A Note From Councilmember Capitelli
Dear District 5 Neighbors,
It was great to be at the Solano Stroll last month and to have the opportunity to talk with many of you. The hot topic of the day was the proposed service cuts by AC Transit which, if implemented, would hit particularly hard the residents in the hills along the Spruce corridor. Though we have no clear promise that route 67 along Spruce will be spared, we did receive good faith assurance that AC Transit is looking at ways to replace the operating monies lost by the state budget cuts. The Berkeley City Council also formally asked AC Transit to do so and to investigate other opportunities to partner with private shuttle providers to provide transit access to Berkeley neighborhoods.
But I think it safe to say that District 5 residents, when traveling around their neighborhoods to shops and events, choose to walk. Berkeley is known for its "walkabililty" and for its accessibility for those who need to use a wheelchair. Despite our reputation, I am reminded regularly that there are challenges to walking in our neighborhoods, not the least of which is the condition of many sidewalks and the intrusion of street trees and shrubbery into the public right of way. (Please note that my Council proposal to allow some encroachment in the public right of way absolutely did not include any encroachment into the required access area of a sidewalk, generally six feet.)

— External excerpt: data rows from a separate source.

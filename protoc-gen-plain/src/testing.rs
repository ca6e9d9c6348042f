//! Test helpers: compile fixture protos from `testdata/` with protox

use prost::Message;
use prost_reflect::DescriptorPool;
use prost_types::FileDescriptorProto;

use crate::builder;
use crate::config::PluginConfig;
use crate::descriptor::Schema;
use crate::error::BuildError;
use crate::ir::Ir;

const TESTDATA: &str = concat!(env!("CARGO_MANIFEST_DIR"), "/testdata");
const PROTO_ROOT: &str = concat!(env!("CARGO_MANIFEST_DIR"), "/../proto");

/// Encoded descriptor set of a fixture and its imports, options included
pub(crate) fn fixture_bytes(fixture: &str) -> Vec<u8> {
    let mut compiler = protox::Compiler::new([TESTDATA, PROTO_ROOT]).unwrap();
    compiler.include_imports(true);
    compiler.open_file(fixture).unwrap();
    compiler.encode_file_descriptor_set()
}

pub(crate) fn pool(fixture: &str) -> DescriptorPool {
    DescriptorPool::decode(fixture_bytes(fixture).as_slice()).unwrap()
}

pub(crate) fn schema(fixture: &str) -> Schema {
    Schema::from_pool(&pool(fixture), &[fixture.to_string()]).unwrap()
}

pub(crate) fn build(fixture: &str, config: &PluginConfig) -> Result<Ir, BuildError> {
    builder::build(&schema(fixture), config)
}

/// Descriptor protos of a fixture, as protoc would place them in a request
pub(crate) fn file_protos(fixture: &str) -> Vec<FileDescriptorProto> {
    pool(fixture).file_descriptor_protos().cloned().collect()
}

#[derive(Clone, PartialEq, prost::Message)]
struct RawFileSet {
    #[prost(bytes = "vec", repeated, tag = "1")]
    file: Vec<Vec<u8>>,
}

#[derive(Clone, PartialEq, prost::Message)]
struct RawRequest {
    #[prost(string, repeated, tag = "1")]
    file_to_generate: Vec<String>,
    #[prost(string, optional, tag = "2")]
    parameter: Option<String>,
    #[prost(bytes = "vec", repeated, tag = "15")]
    proto_file: Vec<Vec<u8>>,
}

/// A CodeGeneratorRequest for a fixture, with option bytes untouched
pub(crate) fn request_bytes(fixture: &str, parameter: &str) -> Vec<u8> {
    let set = RawFileSet::decode(fixture_bytes(fixture).as_slice()).unwrap();
    RawRequest {
        file_to_generate: vec![fixture.to_string()],
        parameter: Some(parameter.to_string()),
        proto_file: set.file,
    }
    .encode_to_vec()
}
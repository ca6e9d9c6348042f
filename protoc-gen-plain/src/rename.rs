//! Rename index
//!
//! Generated messages get the configured suffix. Renames are recorded while
//! messages are planned and applied to every type reference in one final
//! pass, once every message of every file is known.

use std::collections::BTreeMap;

use serde::Serialize;

use crate::descriptor::Schema;
use crate::ir::{FieldPlan, FieldSpec, Op, OpKind};

/// Old full name to new full name, for messages and enums
#[derive(Debug, Clone, Default, PartialEq, Eq, Serialize)]
pub struct RenameIndex {
    pub messages: BTreeMap<String, String>,
    pub enums: BTreeMap<String, String>,
}

/// Plain name of a generated message
pub fn plain_name(name: &str, suffix: &str) -> String {
    format!("{}{}", name, suffix)
}

impl RenameIndex {
    /// Record the renames of every generated message in a schema.
    ///
    /// A nested message moves with its renamed parent; if it is generated
    /// itself it also gets the suffix.
    pub fn build(schema: &Schema, suffix: &str) -> Self {
        let mut index = Self::default();
        for message in schema.messages() {
            let parent = message
                .parent
                .as_deref()
                .map(|p| index.rename(p))
                .or_else(|| {
                    let package = schema.file(&message.file).map(|f| f.package.as_str())?;
                    Some(if package.is_empty() {
                        String::new()
                    } else {
                        format!(".{}", package)
                    })
                })
                .unwrap_or_default();

            let name = if message.options.generate {
                plain_name(&message.name, suffix)
            } else {
                message.name.clone()
            };
            let new_full_name = format!("{}.{}", parent, name);
            if new_full_name != message.full_name {
                index.insert_message(&message.full_name, new_full_name);
            }
        }
        index
    }

    /// Record a message rename
    pub fn insert_message(&mut self, old: &str, new: impl Into<String>) {
        self.messages.insert(old.to_string(), new.into());
    }

    /// Record an enum rename
    pub fn insert_enum(&mut self, old: &str, new: impl Into<String>) {
        self.enums.insert(old.to_string(), new.into());
    }

    /// New name for a type reference, if it or one of its enclosing
    /// messages was renamed. The longest matching prefix wins.
    pub fn resolve(&self, type_ref: &str) -> Option<String> {
        if let Some(new) = self.enums.get(type_ref).or_else(|| self.messages.get(type_ref)) {
            return Some(new.clone());
        }

        let mut end = type_ref.len();
        while let Some(dot) = type_ref[..end].rfind('.') {
            if dot == 0 {
                break;
            }
            let prefix = &type_ref[..dot];
            if let Some(new) = self.messages.get(prefix) {
                return Some(format!("{}{}", new, &type_ref[dot..]));
            }
            end = dot;
        }
        None
    }

    /// New name for a type reference, or the reference itself
    pub fn rename(&self, type_ref: &str) -> String {
        self.resolve(type_ref).unwrap_or_else(|| type_ref.to_string())
    }

    /// Exact message rename
    pub fn message(&self, old: &str) -> Option<&str> {
        self.messages.get(old).map(String::as_str)
    }

    /// Whether a name has been renamed away
    pub fn is_renamed(&self, full_name: &str) -> bool {
        self.messages.contains_key(full_name) || self.enums.contains_key(full_name)
    }

    pub fn len(&self) -> usize {
        self.messages.len() + self.enums.len()
    }

    pub fn is_empty(&self) -> bool {
        self.messages.is_empty() && self.enums.is_empty()
    }

    /// Rewrite the type reference of a field spec. Returns the old name when
    /// it changed.
    pub fn rewrite_spec(&self, spec: &mut FieldSpec) -> Option<String> {
        let old = spec.type_ref.as_deref()?;
        let new = self.resolve(old)?;
        let old = old.to_string();
        spec.type_ref = Some(new);
        Some(old)
    }

    /// Rewrite the type reference of a plan, logging a rename op
    pub fn rewrite_plan(&self, plan: &mut FieldPlan) {
        if let Some(old) = self.rewrite_spec(&mut plan.field) {
            let new = plan.field.type_ref.clone().unwrap_or_default();
            plan.push_op(
                Op::new(OpKind::Rename, "type renamed")
                    .with("from", old)
                    .with("to", new),
            );
        }
    }
}

#[cfg(test)]
mod tests {
    use super::*;
    use crate::testing;

    #[test]
    fn test_build_renames_generated_and_nested() {
        let index = RenameIndex::build(&testing::schema("rename.proto"), "Plain");

        assert_eq!(index.message(".dep.Item"), Some(".dep.ItemPlain"));
        assert_eq!(index.message(".dep.Item.Detail"), Some(".dep.ItemPlain.DetailPlain"));
        // not generated, moves with its parent
        assert_eq!(index.message(".dep.Item.Note"), Some(".dep.ItemPlain.Note"));
        assert_eq!(index.message(".app.Basket"), Some(".app.BasketPlain"));
        assert_eq!(index.message(".app.Holder"), None);
    }

    #[test]
    fn test_resolve_longest_prefix() {
        let mut index = RenameIndex::default();
        index.insert_message(".a.B", ".a.BPlain");
        index.insert_message(".a.B.C", ".a.BPlain.CPlain");

        assert_eq!(index.resolve(".a.B").as_deref(), Some(".a.BPlain"));
        assert_eq!(index.resolve(".a.B.C").as_deref(), Some(".a.BPlain.CPlain"));
        assert_eq!(index.resolve(".a.B.C.D").as_deref(), Some(".a.BPlain.CPlain.D"));
        assert_eq!(index.resolve(".a.B.E").as_deref(), Some(".a.BPlain.E"));
        assert_eq!(index.resolve(".a.Bx"), None);
        assert_eq!(index.rename(".z.Y"), ".z.Y");
    }

    #[test]
    fn test_enum_rename_takes_precedence() {
        let mut index = RenameIndex::default();
        index.insert_message(".a.B", ".a.BPlain");
        index.insert_enum(".a.B.Kind", ".a.Kind");
        assert_eq!(index.resolve(".a.B.Kind").as_deref(), Some(".a.Kind"));
        assert!(index.is_renamed(".a.B.Kind"));
        assert_eq!(index.len(), 2);
    }
}
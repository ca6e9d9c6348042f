//! Path navigation over dynamic messages
//!
//! Generated conversion code reads and writes values through chains of field
//! names rather than through generated accessors. Reads and writes are
//! deliberately asymmetric:
//!
//! - [`get`] and friends require every hop to be present and never mutate.
//!   A missing intermediate or leaf yields `None`.
//! - [`set`] and friends create missing intermediate messages and return
//!   `true`, unless the path is empty or a segment names an unknown field or a
//!   field of the wrong kind or cardinality. The path is validated before
//!   anything is created, so a rejected write leaves the message untouched.
//!
//! Navigation is by field name only. A message instance must not be written
//! from several threads at once; distinct instances are independent.

use prost::bytes::Bytes;
use prost_reflect::{DynamicMessage, FieldDescriptor, Kind, MessageDescriptor, ReflectMessage, Value};

/// An enum value carried as its number
#[derive(Debug, Clone, Copy, PartialEq, Eq, Hash, Default)]
pub struct EnumNumber(pub i32);

/// A Rust type that can be read from or written to a singular field
pub trait PathValue: Sized {
    /// Whether a field of this kind holds values of `Self`
    fn accepts(kind: &Kind) -> bool;

    /// Extract from a reflected value
    fn from_value(value: &Value) -> Option<Self>;

    /// Convert into a reflected value
    fn into_value(self) -> Value;
}

macro_rules! path_value {
    ($ty:ty, $variant:ident, $($kind:pat_param)|+) => {
        impl PathValue for $ty {
            fn accepts(kind: &Kind) -> bool {
                matches!(kind, $($kind)|+)
            }

            fn from_value(value: &Value) -> Option<Self> {
                match value {
                    Value::$variant(v) => Some(v.clone()),
                    _ => None,
                }
            }

            fn into_value(self) -> Value {
                Value::$variant(self)
            }
        }
    };
}

path_value!(bool, Bool, Kind::Bool);
path_value!(i32, I32, Kind::Int32 | Kind::Sint32 | Kind::Sfixed32);
path_value!(i64, I64, Kind::Int64 | Kind::Sint64 | Kind::Sfixed64);
path_value!(u32, U32, Kind::Uint32 | Kind::Fixed32);
path_value!(u64, U64, Kind::Uint64 | Kind::Fixed64);
path_value!(f32, F32, Kind::Float);
path_value!(f64, F64, Kind::Double);
path_value!(String, String, Kind::String);
path_value!(Bytes, Bytes, Kind::Bytes);

impl PathValue for Vec<u8> {
    fn accepts(kind: &Kind) -> bool {
        matches!(kind, Kind::Bytes)
    }

    fn from_value(value: &Value) -> Option<Self> {
        match value {
            Value::Bytes(v) => Some(v.to_vec()),
            _ => None,
        }
    }

    fn into_value(self) -> Value {
        Value::Bytes(Bytes::from(self))
    }
}

impl PathValue for EnumNumber {
    fn accepts(kind: &Kind) -> bool {
        matches!(kind, Kind::Enum(_))
    }

    fn from_value(value: &Value) -> Option<Self> {
        match value {
            Value::EnumNumber(n) => Some(EnumNumber(*n)),
            _ => None,
        }
    }

    fn into_value(self) -> Value {
        Value::EnumNumber(self.0)
    }
}

fn is_singular(field: &FieldDescriptor) -> bool {
    !field.is_list() && !field.is_map()
}

/// Resolve a field path against a message type without touching any instance.
///
/// Every segment but the last must name a singular message field.
pub fn resolve_field<S: AsRef<str>>(
    descriptor: &MessageDescriptor,
    path: &[S],
) -> Option<FieldDescriptor> {
    let (leaf, parents) = path.split_last()?;
    let mut current = descriptor.clone();
    for segment in parents {
        let field = current.get_field_by_name(segment.as_ref())?;
        match field.kind() {
            Kind::Message(child) if is_singular(&field) => current = child,
            _ => return None,
        }
    }
    current.get_field_by_name(leaf.as_ref())
}

/// Read the value at `path`, with the descriptor of the leaf field.
///
/// Returns `None` if any hop is unset. List and map leaves count as unset
/// when empty.
pub fn get_value<S: AsRef<str>>(
    msg: &DynamicMessage,
    path: &[S],
) -> Option<(FieldDescriptor, Value)> {
    let (leaf, parents) = path.split_last()?;
    let mut current = msg;
    for segment in parents {
        let field = current.descriptor().get_field_by_name(segment.as_ref())?;
        if !is_singular(&field) || !current.has_field(&field) {
            return None;
        }
        current = match current.get_field(&field) {
            std::borrow::Cow::Borrowed(Value::Message(child)) => child,
            _ => return None,
        };
    }

    let field = current.descriptor().get_field_by_name(leaf.as_ref())?;
    if !current.has_field(&field) {
        return None;
    }
    let value = current.get_field(&field).into_owned();
    Some((field, value))
}

/// Write `value` at `path`, creating missing intermediate messages.
pub fn set_value<S: AsRef<str>>(msg: &mut DynamicMessage, path: &[S], value: Value) -> bool {
    let Some(field) = resolve_field(&msg.descriptor(), path) else {
        return false;
    };
    if !value.is_valid_for_field(&field) || !same_message_type(&field, &value) {
        return false;
    }
    set_in(msg, path, value)
}

/// `is_valid_for_field` only checks the value's kind, not the message type
fn same_message_type(field: &FieldDescriptor, value: &Value) -> bool {
    let Kind::Message(expected) = field.kind() else {
        return true;
    };
    let matches = |value: &Value| match value {
        Value::Message(inner) => inner.descriptor().full_name() == expected.full_name(),
        _ => true,
    };
    match value {
        Value::List(items) => items.iter().all(matches),
        Value::Map(_) => true,
        other => matches(other),
    }
}

fn set_in<S: AsRef<str>>(msg: &mut DynamicMessage, path: &[S], value: Value) -> bool {
    let Some((head, rest)) = path.split_first() else {
        return false;
    };
    let Some(field) = msg.descriptor().get_field_by_name(head.as_ref()) else {
        return false;
    };

    if rest.is_empty() {
        return msg.try_set_field(&field, value).is_ok();
    }

    let Kind::Message(child) = field.kind() else {
        return false;
    };
    if !msg.has_field(&field)
        && msg
            .try_set_field(&field, Value::Message(DynamicMessage::new(child)))
            .is_err()
    {
        return false;
    }
    match msg.get_field_mut(&field) {
        Value::Message(inner) => set_in(inner, rest, value),
        _ => false,
    }
}

/// Read a singular scalar or enum value
pub fn get<T: PathValue, S: AsRef<str>>(msg: &DynamicMessage, path: &[S]) -> Option<T> {
    let (field, value) = get_value(msg, path)?;
    if !is_singular(&field) || !T::accepts(&field.kind()) {
        return None;
    }
    T::from_value(&value)
}

/// Write a singular scalar or enum value
pub fn set<T: PathValue, S: AsRef<str>>(msg: &mut DynamicMessage, path: &[S], value: T) -> bool {
    match resolve_field(&msg.descriptor(), path) {
        Some(field) if is_singular(&field) && T::accepts(&field.kind()) => {
            set_value(msg, path, value.into_value())
        }
        _ => false,
    }
}

/// Read a repeated scalar or enum field. An empty list reads as `None`.
pub fn get_list<T: PathValue, S: AsRef<str>>(msg: &DynamicMessage, path: &[S]) -> Option<Vec<T>> {
    let (field, value) = get_value(msg, path)?;
    if !field.is_list() || !T::accepts(&field.kind()) {
        return None;
    }
    match value {
        Value::List(items) if !items.is_empty() => items.iter().map(T::from_value).collect(),
        _ => None,
    }
}

/// Replace the contents of a repeated scalar or enum field
pub fn set_list<T: PathValue, S: AsRef<str>>(
    msg: &mut DynamicMessage,
    path: &[S],
    values: Vec<T>,
) -> bool {
    match resolve_field(&msg.descriptor(), path) {
        Some(field) if field.is_list() && T::accepts(&field.kind()) => {
            let items = values.into_iter().map(PathValue::into_value).collect();
            set_value(msg, path, Value::List(items))
        }
        _ => false,
    }
}

/// Read a singular message field
pub fn get_message<S: AsRef<str>>(msg: &DynamicMessage, path: &[S]) -> Option<DynamicMessage> {
    match get_value(msg, path)? {
        (field, Value::Message(inner)) if is_singular(&field) => Some(inner),
        _ => None,
    }
}

/// Write a singular message field. The message type must match the field.
pub fn set_message<S: AsRef<str>>(
    msg: &mut DynamicMessage,
    path: &[S],
    value: DynamicMessage,
) -> bool {
    match resolve_field(&msg.descriptor(), path) {
        Some(field) if is_singular(&field) => match field.kind() {
            Kind::Message(expected) if expected.full_name() == value.descriptor().full_name() => {
                set_value(msg, path, Value::Message(value))
            }
            _ => false,
        },
        _ => false,
    }
}
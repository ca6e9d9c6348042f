//! Field number assignment
//!
//! Runs once over the fully expanded, collision-resolved field list of a
//! message. Fields that already carry a number keep it; every other field
//! takes the next free number above the highest one in use, in list order.

use std::collections::{BTreeMap, BTreeSet};

use crate::ir::FieldPlan;

/// Largest valid field number
pub const MAX_FIELD_NUMBER: i32 = 536_870_911;

/// Numbers reserved by the protobuf implementation
pub const RESERVED_RANGE: std::ops::RangeInclusive<i32> = 19_000..=19_999;

/// Assign numbers to every plan whose number is zero
pub fn assign(plans: &mut [FieldPlan]) {
    let mut used: BTreeSet<i32> = plans
        .iter()
        .map(|p| p.field.number)
        .filter(|&n| n > 0)
        .collect();
    let mut next = used.last().copied().unwrap_or(0) + 1;

    for plan in plans.iter_mut().filter(|p| p.field.number == 0) {
        while used.contains(&next) || RESERVED_RANGE.contains(&next) {
            next += 1;
        }
        plan.field.number = next;
        used.insert(next);
        next += 1;
    }
}

/// Every number that is out of range, reserved or used twice
pub fn check(plans: &[FieldPlan]) -> Vec<String> {
    let mut owners: BTreeMap<i32, &str> = BTreeMap::new();
    let mut problems = Vec::new();
    for plan in plans {
        let (name, n) = (plan.field.name.as_str(), plan.field.number);
        if n <= 0 || n > MAX_FIELD_NUMBER {
            problems.push(format!("{}: number {} is out of range", name, n));
        } else if RESERVED_RANGE.contains(&n) {
            problems.push(format!(
                "{}: number {} falls in the reserved range {}-{}",
                name,
                n,
                RESERVED_RANGE.start(),
                RESERVED_RANGE.end()
            ));
        } else if let Some(other) = owners.insert(n, name) {
            problems.push(format!("{}: number {} is already used by {}", name, n, other));
        }
    }
    problems
}
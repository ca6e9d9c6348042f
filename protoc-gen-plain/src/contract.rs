//! Conversion contract
//!
//! Derives the per-field conversion steps of every generated message from
//! the IR and renders them as Rust traits. Each message gets a pair:
//! `<Message>IntoPlain` on the original type and `<Message>PlainIntoPb` on
//! the Plain type, each with a lenient and a fallible method. A generic
//! caster parameter is added for every field whose override has no built-in
//! conversion.

use std::collections::HashSet;

use heck::{ToSnakeCase, ToUpperCamelCase};
use plain_runtime::JsonStyle;
use proc_macro2::TokenStream;
use quote::{format_ident, quote};

use crate::descriptor::{Cardinality, FieldKind};
use crate::error::GeneratorError;
use crate::ir::{EnumFormat, FieldPlan, MessageIr, Op, OpKind, Synthetic};

/// What conversion does with one Plain field
#[derive(Debug, Clone, PartialEq, Eq)]
pub enum FieldStep {
    /// Copied from the field of the same position
    Copy,
    /// Read and written through a field path
    Path,
    /// Read from the first populated source; written through the CRF value
    Merged { crf_field: String, sources: Vec<String> },
    /// Message encoded to bytes
    Serialized,
    /// Single-field carrier unwrapped to its value
    TypeAlias { field: String },
    /// Enum carried as its name or number
    EnumFormat(EnumFormat),
    /// Set from nothing, never written back
    Virtual,
    /// Index of the populated member of an enum-dispatched oneof
    DispatchTag { oneof: String },
    /// Enum value tag of the populated member
    Discriminator { oneof: String },
    /// Populated member encoded to bytes
    Payload { oneof: String },
    /// Source path of a merged field
    CrfPath { field: String },
}

impl FieldStep {
    fn describe(&self) -> String {
        match self {
            FieldStep::Copy => "copy".to_string(),
            FieldStep::Path => "field path".to_string(),
            FieldStep::Merged { crf_field, sources } => {
                format!("merged from {}, path in `{}`", sources.join(", "), crf_field)
            }
            FieldStep::Serialized => "serialized message".to_string(),
            FieldStep::TypeAlias { field } => format!("type alias over `{}`", field),
            FieldStep::EnumFormat(EnumFormat::AsString) => "enum value name".to_string(),
            FieldStep::EnumFormat(EnumFormat::AsInt) => "enum value number".to_string(),
            FieldStep::Virtual => "virtual".to_string(),
            FieldStep::DispatchTag { oneof } => format!("dispatch tag of `{}`", oneof),
            FieldStep::Discriminator { oneof } => format!("discriminator of `{}`", oneof),
            FieldStep::Payload { oneof } => format!("payload of `{}`", oneof),
            FieldStep::CrfPath { field } => format!("populated path of `{}`", field),
        }
    }
}

/// Caster required by an overridden field
#[derive(Debug, Clone, PartialEq, Eq)]
pub struct CasterSpec {
    /// Parameter name
    pub param: String,
    /// Name of the caster's type parameter
    pub generic: String,
    /// Rust type of the Plain field's wire value
    pub wire_type: String,
    /// Rust type the caster produces
    pub target_type: String,
}

/// Conversion of one Plain field
#[derive(Debug, Clone, PartialEq, Eq)]
pub struct FieldContract {
    pub name: String,
    /// Field names leading to the source value
    pub path: Vec<String>,
    pub step: FieldStep,
    pub caster: Option<CasterSpec>,
}

/// Conversion contract of one generated message
#[derive(Debug, Clone, PartialEq, Eq)]
pub struct MessageContract {
    pub original: String,
    pub plain: String,
    pub fields: Vec<FieldContract>,
    pub json_style: JsonStyle,
}

/// Rust type path for a fully qualified protobuf name, following prost's
/// module layout: package segments as modules, enclosing messages as
/// snake-case modules.
fn rust_path(full_name: &str) -> String {
    let segments: Vec<&str> = full_name.trim_start_matches('.').split('.').collect();
    let Some((last, parents)) = segments.split_last() else {
        return String::new();
    };
    let mut path: Vec<String> = parents
        .iter()
        .map(|s| {
            if s.starts_with(|c: char| c.is_ascii_uppercase()) {
                s.to_snake_case()
            } else {
                s.to_string()
            }
        })
        .collect();
    path.push(last.to_upper_camel_case());
    path.join("::")
}

fn scalar_type(kind: FieldKind, type_ref: Option<&str>) -> String {
    match kind {
        FieldKind::Double => "f64".to_string(),
        FieldKind::Float => "f32".to_string(),
        FieldKind::Int64 | FieldKind::Sint64 | FieldKind::Sfixed64 => "i64".to_string(),
        FieldKind::Uint64 | FieldKind::Fixed64 => "u64".to_string(),
        FieldKind::Int32 | FieldKind::Sint32 | FieldKind::Sfixed32 | FieldKind::Enum => {
            "i32".to_string()
        }
        FieldKind::Uint32 | FieldKind::Fixed32 => "u32".to_string(),
        FieldKind::Bool => "bool".to_string(),
        FieldKind::String => "String".to_string(),
        FieldKind::Bytes => "Vec<u8>".to_string(),
        FieldKind::Message | FieldKind::Group => rust_path(type_ref.unwrap_or_default()),
    }
}

/// Rust type prost generates for a Plain field
fn wire_type(plan: &FieldPlan) -> String {
    let spec = &plan.field;
    // map overrides receive the entry message list
    let inner = scalar_type(spec.kind, spec.type_ref.as_deref());
    match spec.cardinality {
        Cardinality::Repeated => format!("Vec<{}>", inner),
        Cardinality::Optional => format!("Option<{}>", inner),
        _ if spec.kind == FieldKind::Message || spec.proto3_optional => {
            format!("Option<{}>", inner)
        }
        _ => inner,
    }
}

fn override_target(op: &Op) -> String {
    let name = op.get("name").unwrap_or_default();
    let import = op.get("import_path").unwrap_or_default().trim_matches(':');
    if import.is_empty() {
        name.to_string()
    } else {
        format!("{}::{}", import.replace(['/', '.'], "::"), name)
    }
}

impl FieldContract {
    fn from_plan(message: &MessageIr, plan: &FieldPlan) -> Self {
        let origin = &plan.origin;
        let step = match &origin.synthetic {
            Some(Synthetic::DispatchTag { oneof }) => FieldStep::DispatchTag {
                oneof: oneof.clone(),
            },
            Some(Synthetic::Discriminator { oneof }) => FieldStep::Discriminator {
                oneof: oneof.clone(),
            },
            Some(Synthetic::Payload { oneof }) => FieldStep::Payload {
                oneof: oneof.clone(),
            },
            Some(Synthetic::CrfPath { field }) => FieldStep::CrfPath {
                field: field.clone(),
            },
            None if origin.is_virtual => FieldStep::Virtual,
            None => match message.crf_entry(&plan.field.name) {
                Some(entry) => FieldStep::Merged {
                    crf_field: entry.crf_field.clone(),
                    sources: entry.sources.clone(),
                },
                None if origin.is_serialized => FieldStep::Serialized,
                None if origin.is_type_alias => FieldStep::TypeAlias {
                    field: plan
                        .ops
                        .iter()
                        .find(|op| op.kind == OpKind::TypeAlias)
                        .and_then(|op| op.get("field"))
                        .unwrap_or("value")
                        .to_string(),
                },
                None => match origin.enum_format {
                    Some(format) => FieldStep::EnumFormat(format),
                    None if origin.source_path.len() > 1 => FieldStep::Path,
                    None => FieldStep::Copy,
                },
            },
        };

        let caster = plan
            .override_op()
            .filter(|_| plan.needs_caster())
            .map(|op| CasterSpec {
                param: plan.field.name.to_snake_case(),
                generic: plan.field.name.to_upper_camel_case(),
                wire_type: wire_type(plan),
                target_type: override_target(op),
            });

        Self {
            name: plan.field.name.clone(),
            path: origin.source_path.clone(),
            step,
            caster,
        }
    }

    fn doc_line(&self) -> String {
        let mut line = format!("`{}`: {}", self.name, self.step.describe());
        if self.path.len() > 1 {
            line.push_str(&format!(" (`{}`)", self.path.join(".")));
        }
        if let Some(caster) = &self.caster {
            line.push_str(&format!(", cast to `{}`", caster.target_type));
        }
        line
    }
}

Just last week I had the opportunity to accompany one of my neighbors, Brigitte Beinhoff, on a wheelchair tour of the sidewalks south of Solano Ave. It was a humbling journey, to say the least, and jarring, and frustrating. Brigitte showed me first-hand the obstacles to her safe transit: renegade garbage cans, border shrubbery leaning across the sidewalk, broken and disrupted sidewalks, cars parked into and across sidewalks, and inappropriately placed curb cuts. Too often we had to veer out into traffic to avoid obstacles, or manhandle thorny bushes in order to pass, compromising our balance and scraping our arms.
What can we all do to improve the walkability of our neighborhoods? In his annual report to all the citizens of Berkeley, City Manager Phil Kamlarz reminds us:
"Berkeley is well known for our pedestrian-friendly way of life, and traveling our sidewalks is a great way for everyone to explore our unique neighborhoods. Overgrown landscaping, however, can make it hard for walkers and wheelchair users to travel freely. All residents are encouraged to ensure their sidewalks offer good visibility and are clear and easy to travel."
Please, please keep the sidewalk in front of your house clear of debris, shrubbery and vehicles. The Americans with Disabilities Act (ADA) regulation requires six feet of clearance. Instead of a tape measure, I suggest you just walk with a friend, side by side and trim any growth that trips you, rubs against you or impedes your vision of oncoming traffic. This will serve ALL pedestrians including those traveling in wheelchairs.
Broken and deteriorating sidewalks should be reported to Public Works at email@example.com, or by contacting my office. Be sure to include the exact address. The city will do an asphalt "make safe" or repair sidewalks impacted by City street trees, and notify property owners of their responsibility to repair other situations.
If street trees (those planted in the planting strip next to the street) are overgrown and encroaching into the pedestrian's path, please contact my office (again with the exact street address) and we will alert our forestry department.
Thank you, Brigitte (and thanks to Johnston's Medical Supply for the loan of the electric wheel chair). I'm getting out my broom and my shears this weekend.